BAB I
PENDAHULUAN
A.
Latar Belakang
Islam
adalah agama yang universal sebagai pedoman yang mengatur segala aspek
kehidupan manusia, pada garis besarnya menyangkut dua bagian pokok, yaitu ibadah
dan muamalah. Ibadah adalah mengahambakan diri kepada Allah SWT dengan menaati
segala perintah-Nya dan menjauhi segala larangan-Nya. Sedangkan muamalah ialah
kegiatan-kegiatan yang menyangkut antar manusia yang meliputi aspek ekonomi,
politik dan sosial. Untuk kegiatan muamalah yang menyangkut aspek ekonomi
seperti jual beli, simpan pinjam, hutang piutang, usaha bersama dan lain
sebagainya.
Adapun
bentuk-bentuk jual beli yang telah dibahas oleh para ulama dalam fiqh muamalah
Islamiyah terbilang sangat banyak.

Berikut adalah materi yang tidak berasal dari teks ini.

//! Contact data passed from physics to scripts.

use engine_component::EntityId;
use glam::Vec3;
use serde::{Deserialize, Serialize};

/// Describes a contact between two bodies.
///
/// Produced by the physics layer and delivered to scripts as-is. The scene
/// only reads `entity` to decide which script receives it.
#[derive(Debug, Clone, Copy, PartialEq, Serialize, Deserialize)]
pub struct Collision {
    /// The entity receiving the event.
    pub entity: EntityId,
    /// The other participant.
    pub other: EntityId,
    /// World-space contact point.
    pub contact_point: Vec3,
    /// Contact normal, pointing from `other` towards `entity`.
    pub normal: Vec3,
}

impl Collision {
    /// Create a contact between `entity` and `other` with no geometry.
    #[must_use]
    pub fn between(entity: EntityId, other: EntityId) -> Self {
        Self {
            entity,
            other,
            contact_point: Vec3::ZERO,
            normal: Vec3::ZERO,
        }
    }

    /// The same contact as seen from the other participant.
    #[must_use]
    pub fn mirrored(&self) -> Self {
        Self {
            entity: self.other,
            other: self.entity,
            contact_point: self.contact_point,
            normal: -self.normal,
        }
    }
}

#[cfg(test)]
mod tests {
    use super::*;

    #[test]
    fn test_mirrored_swaps_participants() {
        let c = Collision {
            entity: EntityId::from_raw(1),
            other: EntityId::from_raw(2),
            contact_point: Vec3::new(1.0, 0.0, 0.0),
            normal: Vec3::Y,
        };
        let m = c.mirrored();
        assert_eq!(m.entity, EntityId::from_raw(2));
        assert_eq!(m.other, EntityId::from_raw(1));
        assert_eq!(m.contact_point, c.contact_point);
        assert_eq!(m.normal, Vec3::NEG_Y);
        assert_eq!(m.mirrored(), c);
    }

    #[test]
    fn test_serialization_roundtrip() {
        let c = Collision {
            entity: EntityId::from_raw(3),
            other: EntityId::from_raw(9),
            contact_point: Vec3::new(0.5, 0.0, 0.0),
            normal: Vec3::X,
        };
        let bytes = rmp_serde::to_vec(&c).unwrap();
        let restored: Collision = rmp_serde::from_slice(&bytes).unwrap();
        assert_eq!(restored, c);
    }
}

Jumlahnya bisa mencapai belasan atau
puluhan. Sesungguhpun demikian, dari sekian banyak itu, ada salah satu jenis
jual beli yang telah banyak dikembangkan sebagai sandaran pokok dalam
pembiayaan modal kerja dan investasi dalam perbankan syariah, yaitu bai’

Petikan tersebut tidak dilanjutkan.